Treatments include immediate therapy, definitive therapies (treatments directed at the disorder itself), and supportive therapies.
For patients with very severe eosinophilia, complications of hyperleukocytosis, or both (usually patients with eosinophilic leukemia), high-dose IV corticosteroids (eg, prednisone 1 mg/kg or equivalent) should be initiated as soon as possible. If the eosinophil count is much lower (eg, by ≥ 50%) after 24 hours, the corticosteroid dose can be repeated daily; if not, an alternative treatment (eg, hydroxyurea) is begun. Once the eosinophil count begins to decline and is under better control, additional drugs may be started.
Patients with the FIP1L1/PDGFRA-associated fusion gene (or similar fusion genes) are usually treated with imatinib and, particularly if heart damage is suspected, corticosteroids. If imatinib is ineffective or poorly tolerated, another tyrosine kinase inhibitor (eg, dasatinib, nilotinib, sorafenib) can be used, or allogeneic hematopoietic stem cell transplantation can be used.
Patients without the FIP1L1/PDGFRA-associated fusion gene, even if asymptomatic, are often given one dose of prednisone 60 mg (or 1 mg/kg) orally to determine corticosteroid responsiveness (ie, a decrease in the eosinophil count). In patients with symptoms or organ damage, prednisone is continued at the same dose for 2 weeks, then tapered. Patients without symptoms and organ damage are monitored for at least 6 months for these complications. If corticosteroids cannot be easily tapered, a corticosteroid-sparing drug (eg, hydroxyurea, interferon alfa) can be used.
Supportive drug therapy and surgery may be required for cardiac manifestations (eg, infiltrative cardiomyopathy, valvular lesions, heart failure).
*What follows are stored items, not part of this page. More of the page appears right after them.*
//! The mutable simulation state.

use crate::value::{Handle, HandleOps, Map, Value};
use std::cell::RefCell;
use std::fmt;
use std::rc::Rc;

/// The single shared mutable world. Cloning a `State` clones the `Rc`, not
/// the underlying map — use [`State::snapshot`] for a defensive deep copy.
#[derive(Clone, Default)]
pub struct State(Rc<RefCell<Map>>);

/// Reserved key under which the whole state is reflectively reachable
/// during evaluation, per the data model's self-referential requirement.
pub const SELF_KEY: &str = "state";

impl State {
    /// Build an empty state.
    pub fn new() -> Self {
        Self(Rc::new(RefCell::new(Map::new())))
    }

    /// Build a state from an existing map.
    pub fn from_map(map: Map) -> Self {
        Self(Rc::new(RefCell::new(map)))
    }

    /// Look up a key.
    pub fn get(&self, key: &str) -> Option<Value> {
        self.0.borrow().get(key).cloned()
    }

    /// Set a top-level key.
    pub fn set(&self, key: impl Into<String>, value: Value) {
        self.0.borrow_mut().insert(key.into(), value);
    }

    /// Whether a top-level key is present.
    pub fn contains(&self, key: &str) -> bool {
        self.0.borrow().contains_key(key)
    }

    /// Number of top-level keys.
    pub fn len(&self) -> usize {
        self.0.borrow().len()
    }

    /// Whether the state has no keys.
    pub fn is_empty(&self) -> bool {
        self.0.borrow().is_empty()
    }

    /// A deep, defensive copy: mutations to the returned state never affect
    /// `self` or vice versa. Used by the Step Driver to freeze a
    /// `HistoryStep` snapshot.
    pub fn snapshot(&self) -> State {
        State::from_map(self.0.borrow().clone())
    }

    /// A reflective handle to this same state, for injection under
    /// [`SELF_KEY`] into an evaluator's name table. Does not create a
    /// literal cycle in the stored map — the handle is constructed fresh
    /// for each evaluation rather than stored.
    pub fn view(&self) -> Value {
        Value::Handle(Handle(Rc::new(StateView(self.0.clone()))))
    }

    /// Write into a (possibly nested) subscript path, auto-vivifying
    /// intermediate maps, per the `assignPath` design note. Refuses to
    /// index into a non-map value.
    pub fn assign_path(&self, path: &[String], value: Value) -> Result<(), AssignPathError> {
        let mut map_ref = self.0.borrow_mut();
        let Some((last, init)) = path.split_last() else {
            return Err(AssignPathError::EmptyPath);
        };
        let mut current = &mut *map_ref;
        for key in init {
            let entry = current
                .entry(key.clone())
                .or_insert_with(|| Value::Map(Map::new()));
            match entry {
                Value::Map(m) => current = m,
                other => return Err(AssignPathError::NotAMap(format!("{other:?}"))),
            }
        }
        current.insert(last.clone(), value);
        Ok(())
    }

    /// Iterate over the top-level entries in declaration order.
    pub fn iter(&self) -> Vec<(String, Value)> {
        self.0
            .borrow()
            .iter()
            .map(|(k, v)| (k.clone(), v.clone()))
            .collect()
    }
}

impl fmt::Debug for State {
    fn fmt(&self, f: &mut fmt::Formatter<'_>) -> fmt::Result {
        f.debug_map().entries(self.0.borrow().iter()).finish()
    }
}

/// Error from [`State::assign_path`].
#[derive(Debug, thiserror::Error)]
pub enum AssignPathError {
    /// The path had zero segments.
    #[error("assignment path must have at least one segment")]
    EmptyPath,
    /// An intermediate segment named a non-map value.
    #[error("cannot index into non-map value: {0}")]
    NotAMap(String),
}

#[derive(Debug)]
struct StateView(Rc<RefCell<Map>>);

impl HandleOps for StateView {
    fn get_item(&self, key: &Value) -> Option<Value> {
        match key {
            Value::Str(k) => self.0.borrow().get(k).cloned(),
            _ => None,
        }
    }

    fn get_attr(&self, name: &str) -> Option<Value> {
        self.0.borrow().get(name).cloned()
    }

    fn type_name(&self) -> &'static str {
        "state"
    }
}

#[cfg(test)]
mod tests {
    use super::*;

    #[test]
    fn assign_path_autovivifies() {
        let state = State::new();
        state.assign_path(
            &["a".into(), "b".into(), "c".into()],
            Value::Int(1),
        )
        .unwrap();
        match state.get("a") {
            Some(Value::Map(m)) => match m.get("b") {
                Some(Value::Map(m2)) => assert_eq!(m2.get("c"), Some(&Value::Int(1))),
                _ => panic!("expected nested map"),
            },
            _ => panic!("expected map at a"),
        }
    }

    #[test]
    fn assign_path_preserves_sibling_keys() {
        let state = State::new();
        state.assign_path(&["a".into(), "x".into()], Value::Int(1)).unwrap();
        state.assign_path(&["a".into(), "y".into()], Value::Int(2)).unwrap();
        if let Some(Value::Map(m)) = state.get("a") {
            assert_eq!(m.get("x"), Some(&Value::Int(1)));
            assert_eq!(m.get("y"), Some(&Value::Int(2)));
        } else {
            panic!("expected map");
        }
    }

    #[test]
    fn snapshot_is_independent() {
        let state = State::new();
        state.set("x", Value::Int(1));
        let snap = state.snapshot();
        state.set("x", Value::Int(2));
        assert_eq!(snap.get("x"), Some(Value::Int(1)));
        assert_eq!(state.get("x"), Some(Value::Int(2)));
    }

    #[test]
    fn view_reflects_state() {
        let state = State::new();
        state.set("x", Value::Int(7));
        let Value::Handle(h) = state.view() else {
            panic!("expected handle");
        };
        assert_eq!(h.0.get_attr("x"), Some(Value::Int(7)));
    }
}
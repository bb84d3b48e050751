//! Wires the ECS compiler, Operator Runner, and Step Driver together
//! around one compiled configuration.

use crate::error::SimulationError;
use sse_compiler::{compile, extract_variable_defaults, ConfigDocument};
use sse_core::{HistoryStep, State};
use sse_driver::{CancellationToken, StepDriver};
use sse_eval::FunctionRegistry;
use sse_history::HistoryStore;
use sse_runner::Runner;
use sse_sampler::Sampler;
use std::rc::Rc;

/// A compiled configuration driven one step at a time.
///
/// Owns the [`StepDriver`] produced by compiling `doc` and wiring a
/// [`Runner`] around `sampler`. The first operator is whichever operator
/// the compiler places first in render order (the first template of the
/// first entity/variable pair that declares a system).
pub struct Simulation {
    driver: StepDriver,
}

impl Simulation {
    /// Compile `doc` and build a driver ready to run from its first
    /// operator.
    pub fn compile(
        doc: &ConfigDocument,
        world_entity_name: &str,
        task_name: &str,
        sampler: Rc<dyn Sampler>,
        model: impl Into<String>,
        seed: u64,
    ) -> Result<Self, SimulationError> {
        let registry = FunctionRegistry::with_seed_set();
        let defaults = extract_variable_defaults(doc);
        let (operators, state) = compile(doc, world_entity_name, task_name, &registry, &defaults)?;
        let first_id = operators.first().ok_or(SimulationError::EmptyProgram)?.id.clone();
        let runner = Runner::new(sampler, registry.clone(), seed, model);
        let driver = StepDriver::new(operators, state, runner, registry, first_id)?;
        Ok(Self { driver })
    }

    /// Run one step of the simulation.
    pub async fn step(&mut self, cancel: &CancellationToken) -> Result<&HistoryStep, SimulationError> {
        self.driver.step(cancel).await.map_err(SimulationError::from)
    }

    /// The live, mutable world state.
    pub fn state(&self) -> &State {
        self.driver.state()
    }

    /// The history accumulated so far.
    pub fn history(&self) -> &HistoryStore {
        self.driver.history()
    }

    /// The operator id the next call to [`Self::step`] will run.
    pub fn current_operator_id(&self) -> &str {
        self.driver.current_operator_id()
    }
}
Thrombotic complications may require the use of antiplatelet drugs (eg, aspirin, clopidogrel, ticlopidine); anticoagulation is indicated if a left ventricular mural thrombus is present or if transient ischemic attacks persist despite the use of aspirin.
Mepolizumab and other anti‐interleukin‐5 antibodies are investigational treatments for hypereosinophilic syndrome. Mepolizumab is a fully human monoclonal antibody against interleukin 5 (a regulator of eosinophil production). Mepolizumab decreases eosinophilia and the need for high-dose corticosteroid therapy and is currently available for compassionate use in the US for patients with refractory hypereosinophilic syndrome.
Prognosis of hypereosinophilic syndrome (HES):
The prognosis of HES depends upon the extent of any organ damage. In very severe cases, HES may be fatal, but there is hope. Survival rates have improved greatly. In 1975, only 12% of HES patients survived three years. Today, more than 80% of HES patients survive five years or more.
Death usually results from organ, particularly heart, dysfunction. Cardiac involvement is not predicted by the degree or duration of eosinophilia. Prognosis varies depending on the response to therapy. Response to imatinib improves the prognosis among patients with the FIP1L1/PDGFRA-associated fusion gene and other responsive gene fusions. Current therapy has improved the prognosis.